*** Input records Section Begins ***

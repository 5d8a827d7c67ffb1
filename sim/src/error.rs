//! Error types for the simulation API.
//!
//! Expected gameplay outcomes (unreachable goal, empty grid) are not errors;
//! they surface as empty paths. `SimError` covers misconfiguration and
//! host API misuse.

use thiserror::Error;

#[derive(Debug, Error)]
pub enum SimError {
    #[error("invalid configuration: {0}")]
    InvalidConfig(String),
    #[error("invalid navigation grid: {0}")]
    InvalidGrid(String),
    #[error("no agent with id {0}")]
    UnknownAgent(u32),
    #[error("agent {0} does not navigate the grid")]
    NotNavigating(u32),
    #[error("failed to read config file: {0}")]
    Io(#[from] std::io::Error),
    #[error("malformed config: {0}")]
    Json(#[from] serde_json::Error),
}

pub type SimResult<T> = Result<T, SimError>;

*** Input records Section Ends ***

### Exercise prompt
Return all lines of the material that have "String" in them.

### Written solution
    InvalidConfig(String),
    InvalidGrid(String),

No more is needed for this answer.